We saw in Chapter 1 that this type of design has several advantages; however, in Chapter 11 we saw that the accuracy of the F-test in ANOVA depends upon the assumption that scores in different conditions are independent (see Section 11.3). When repeated measures are used this assumption is violated: scores taken under different experimental conditions are likely to be related because they come from the same entities. As such, the conventional F-test will lack accuracy. The relationship between scores in different treatment conditions means that we have to make an additional assumption; put simplistically, we assume that the relationship between pairs of experimental conditions is similar (i.e., the level of dependence between experimental conditions is roughly equal). This assumption is called the assumption of sphericity, which, trust me, is a pain in the butt to pronounce when you're giving statistics lectures at 9 a.m. on a Monday.

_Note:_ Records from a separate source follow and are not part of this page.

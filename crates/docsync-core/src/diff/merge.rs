//! Three-way merge of two revisions against their common base.
//!
//! Each side is diffed against the base independently and reduced to change
//! regions (a base range plus its replacement lines). Regions from both sides
//! are then walked in base order: a cluster touched by one side is taken from
//! that side, a cluster touched by both sides with the same result is taken
//! once, and anything else becomes a [`MergeConflict`] rendered with markers.

use serde::{Deserialize, Serialize};

use crate::diff::myers::{diff_lines, split_lines, Edit};
use crate::errors::{SyncError, SyncResult};
use crate::models::MergeConflict;

pub const OURS_MARKER: &str = "<<<<<<< OURS";
pub const SEPARATOR_MARKER: &str = "=======";
pub const THEIRS_MARKER: &str = ">>>>>>> THEIRS";

#[derive(Debug, Clone, PartialEq, Eq, Serialize, Deserialize)]
pub struct MergeResult {
    pub merged: String,
    pub conflicts: Vec<MergeConflict>,
    /// `true` exactly when `conflicts` is empty.
    pub resolved: bool,
}

/// Base range `[start, end)` replaced by `lines` on one side.
#[derive(Debug, Clone, PartialEq, Eq)]
struct Region<'a> {
    start: usize,
    end: usize,
    lines: Vec<&'a str>,
}

impl Region<'_> {
    /// Overlap test against a cluster range. Regions starting at the same base
    /// position always overlap, so two insertions at one point conflict.
    fn overlaps(&self, start: usize, end: usize) -> bool {
        (self.start < end && start < self.end) || self.start == start
    }
}

fn change_regions<'a>(base: &[&'a str], side: &[&'a str]) -> Vec<Region<'a>> {
    let edits = diff_lines(base, side);
    let mut regions = Vec::new();
    let mut current: Option<Region<'a>> = None;
    let mut base_pos = 0usize;

    for edit in edits {
        match edit {
            Edit::Equal { old_index, .. } => {
                if let Some(region) = current.take() {
                    regions.push(region);
                }
                base_pos = old_index + 1;
            }
            Edit::Delete { old_index } => {
                let region = current.get_or_insert_with(|| Region {
                    start: old_index,
                    end: old_index,
                    lines: Vec::new(),
                });
                region.end = old_index + 1;
                base_pos = old_index + 1;
            }
            Edit::Insert { new_index } => {
                let region = current.get_or_insert_with(|| Region {
                    start: base_pos,
                    end: base_pos,
                    lines: Vec::new(),
                });
                region.lines.push(side[new_index]);
            }
        }
    }
    if let Some(region) = current {
        regions.push(region);
    }
    regions
}

/// One side's version of `base[start..end)` with its regions applied.
fn side_content<'a>(
    base: &[&'a str],
    start: usize,
    end: usize,
    regions: &[&Region<'a>],
) -> Vec<&'a str> {
    let mut out = Vec::new();
    let mut pos = start;
    for region in regions {
        out.extend_from_slice(&base[pos..region.start]);
        out.extend_from_slice(&region.lines);
        pos = region.end;
    }
    out.extend_from_slice(&base[pos..end]);
    out
}

/// Merge `ours` and `theirs`, both derived from `base`.
pub fn three_way_merge(base: &str, ours: &str, theirs: &str) -> MergeResult {
    let base_lines = split_lines(base);
    let ours_lines = split_lines(ours);
    let theirs_lines = split_lines(theirs);

    let ours_regions = change_regions(&base_lines, &ours_lines);
    let theirs_regions = change_regions(&base_lines, &theirs_lines);

    let mut out: Vec<&str> = Vec::with_capacity(base_lines.len());
    let mut conflicts = Vec::new();
    let (mut i, mut j) = (0usize, 0usize);
    let mut base_pos = 0usize;

    loop {
        let take_ours = match (ours_regions.get(i), theirs_regions.get(j)) {
            (None, None) => break,
            (Some(_), None) => true,
            (None, Some(_)) => false,
            (Some(a), Some(b)) => a.start <= b.start,
        };

        let mut ours_members: Vec<&Region<'_>> = Vec::new();
        let mut theirs_members: Vec<&Region<'_>> = Vec::new();
        let (mut cluster_start, mut cluster_end) = if take_ours {
            let first = &ours_regions[i];
            i += 1;
            ours_members.push(first);
            (first.start, first.end)
        } else {
            let first = &theirs_regions[j];
            j += 1;
            theirs_members.push(first);
            (first.start, first.end)
        };

        loop {
            let mut grew = false;
            while let Some(region) = ours_regions.get(i) {
                if !region.overlaps(cluster_start, cluster_end) {
                    break;
                }
                cluster_start = cluster_start.min(region.start);
                cluster_end = cluster_end.max(region.end);
                ours_members.push(region);
                i += 1;
                grew = true;
            }
            while let Some(region) = theirs_regions.get(j) {
                if !region.overlaps(cluster_start, cluster_end) {
                    break;
                }
                cluster_start = cluster_start.min(region.start);
                cluster_end = cluster_end.max(region.end);
                theirs_members.push(region);
                j += 1;
                grew = true;
            }
            if !grew {
                break;
            }
        }

        out.extend_from_slice(&base_lines[base_pos..cluster_start]);
        let ours_content = side_content(&base_lines, cluster_start, cluster_end, &ours_members);
        let theirs_content =
            side_content(&base_lines, cluster_start, cluster_end, &theirs_members);

        if theirs_members.is_empty() {
            out.extend_from_slice(&ours_content);
        } else if ours_members.is_empty() || ours_content == theirs_content {
            out.extend_from_slice(&theirs_content);
        } else {
            let start_line = out.len() + 1;
            out.push(OURS_MARKER);
            out.extend_from_slice(&ours_content);
            out.push(SEPARATOR_MARKER);
            out.extend_from_slice(&theirs_content);
            out.push(THEIRS_MARKER);
            conflicts.push(MergeConflict {
                start_line,
                end_line: out.len(),
                ours: ours_content.join("\n"),
                theirs: theirs_content.join("\n"),
                base: Some(base_lines[cluster_start..cluster_end].join("\n")),
                base_start: cluster_start,
                base_end: cluster_end,
            });
        }
        base_pos = cluster_end;
    }

    out.extend_from_slice(&base_lines[base_pos..]);
    let resolved = conflicts.is_empty();
    MergeResult {
        merged: out.join("\n"),
        conflicts,
        resolved,
    }
}

/// Merge with optional inputs. Missing `ours`/`theirs` is fatal; a missing
/// base is treated as empty, so any disagreement becomes a conflict.
pub fn merge_optional(
    base: Option<&str>,
    ours: Option<&str>,
    theirs: Option<&str>,
) -> SyncResult<MergeResult> {
    let ours = ours.ok_or_else(|| SyncError::MissingContent("ours".to_string()))?;
    let theirs = theirs.ok_or_else(|| SyncError::MissingContent("theirs".to_string()))?;
    Ok(three_way_merge(base.unwrap_or(""), ours, theirs))
}

#[cfg(test)]
mod tests {
    use super::*;

    const BASE: &str = "title\nintro\nbody one\nbody two\nbody three\nfooter\n";

    #[test]
    fn disjoint_edits_merge_cleanly() {
        let ours = "title\nINTRO\nbody one\nbody two\nbody three\nfooter\n";
        let theirs = "title\nintro\nbody one\nbody two\nbody three\nFOOTER\n";
        let result = three_way_merge(BASE, ours, theirs);
        assert!(result.resolved);
        assert!(result.conflicts.is_empty());
        assert_eq!(
            result.merged,
            "title\nINTRO\nbody one\nbody two\nbody three\nFOOTER\n"
        );
    }

    #[test]
    fn same_range_different_content_conflicts_once() {
        let ours = "title\nintro\nbody one\nOURS TWO\nbody three\nfooter\n";
        let theirs = "title\nintro\nbody one\nTHEIRS TWO\nbody three\nfooter\n";
        let result = three_way_merge(BASE, ours, theirs);
        assert!(!result.resolved);
        assert_eq!(result.conflicts.len(), 1);
        let conflict = &result.conflicts[0];
        assert_eq!(conflict.ours, "OURS TWO");
        assert_eq!(conflict.theirs, "THEIRS TWO");
        assert_eq!(conflict.base.as_deref(), Some("body two"));
        assert_eq!((conflict.base_start, conflict.base_end), (3, 4));
        assert!(result.merged.contains(
            "<<<<<<< OURS\nOURS TWO\n=======\nTHEIRS TWO\n>>>>>>> THEIRS"
        ));
        let lines: Vec<&str> = result.merged.split('\n').collect();
        assert_eq!(lines[conflict.start_line - 1], OURS_MARKER);
        assert_eq!(lines[conflict.end_line - 1], THEIRS_MARKER);
    }

    #[test]
    fn identical_edits_are_taken_once() {
        let edited = "title\nintro\nbody one\nshared\nbody three\nfooter\n";
        let result = three_way_merge(BASE, edited, edited);
        assert!(result.resolved);
        assert_eq!(result.merged, edited);
    }

    #[test]
    fn one_sided_edit_wins() {
        let theirs = "title\nintro\nbody one\nbody two\nnew line\nbody three\nfooter\n";
        let result = three_way_merge(BASE, BASE, theirs);
        assert!(result.resolved);
        assert_eq!(result.merged, theirs);
    }

    #[test]
    fn insertions_at_same_point_conflict() {
        let ours = "title\nintro\nours extra\nbody one\nbody two\nbody three\nfooter\n";
        let theirs = "title\nintro\ntheirs extra\nbody one\nbody two\nbody three\nfooter\n";
        let result = three_way_merge(BASE, ours, theirs);
        assert_eq!(result.conflicts.len(), 1);
        assert_eq!(result.conflicts[0].base.as_deref(), Some(""));
    }

    #[test]
    fn deletion_versus_edit_conflicts() {
        let ours = "title\nintro\nbody one\nbody three\nfooter\n";
        let theirs = "title\nintro\nbody one\nbody 2\nbody three\nfooter\n";
        let result = three_way_merge(BASE, ours, theirs);
        assert_eq!(result.conflicts.len(), 1);
        assert_eq!(result.conflicts[0].ours, "");
        assert_eq!(result.conflicts[0].theirs, "body 2");
    }

    #[test]
    fn missing_base_with_identical_sides_is_clean() {
        let result = merge_optional(None, Some("same\n"), Some("same\n")).unwrap();
        assert!(result.resolved);
        assert_eq!(result.merged, "same\n");
    }

    #[test]
    fn missing_side_is_fatal() {
        assert!(matches!(
            merge_optional(Some("a"), None, Some("b")),
            Err(SyncError::MissingContent(_))
        ));
    }
}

The assumption of sphericity

The assumption of sphericity can be likened to the assumption of homogeneity of variance in between-groups ANOVA. Sphericity (denoted by ε and sometimes referred to as circularity) is a more general condition of compound symmetry. Compound symmetry holds true when both the variances across conditions are equal (this is the same as the homogeneity of variance assumption in between-groups designs) and the covariances between pairs of conditions are equal. So, we assume that the variation within experimental conditions is fairly similar and that no two conditions are any more dependent than any other two. Although compound symmetry has been shown to be a sufficient condition for ANOVA using repeated-measures data, it is not a necessary condition. Sphericity is a less restrictive form of compound symmetry and refers to the equality of variances of the differences between treatment levels. So, if you were to take each pair of treatment levels, and calculate the differences between each pair of scores, then it is necessary that these differences have approximately equal variances. As such, you need at least three conditions for sphericity to be an issue.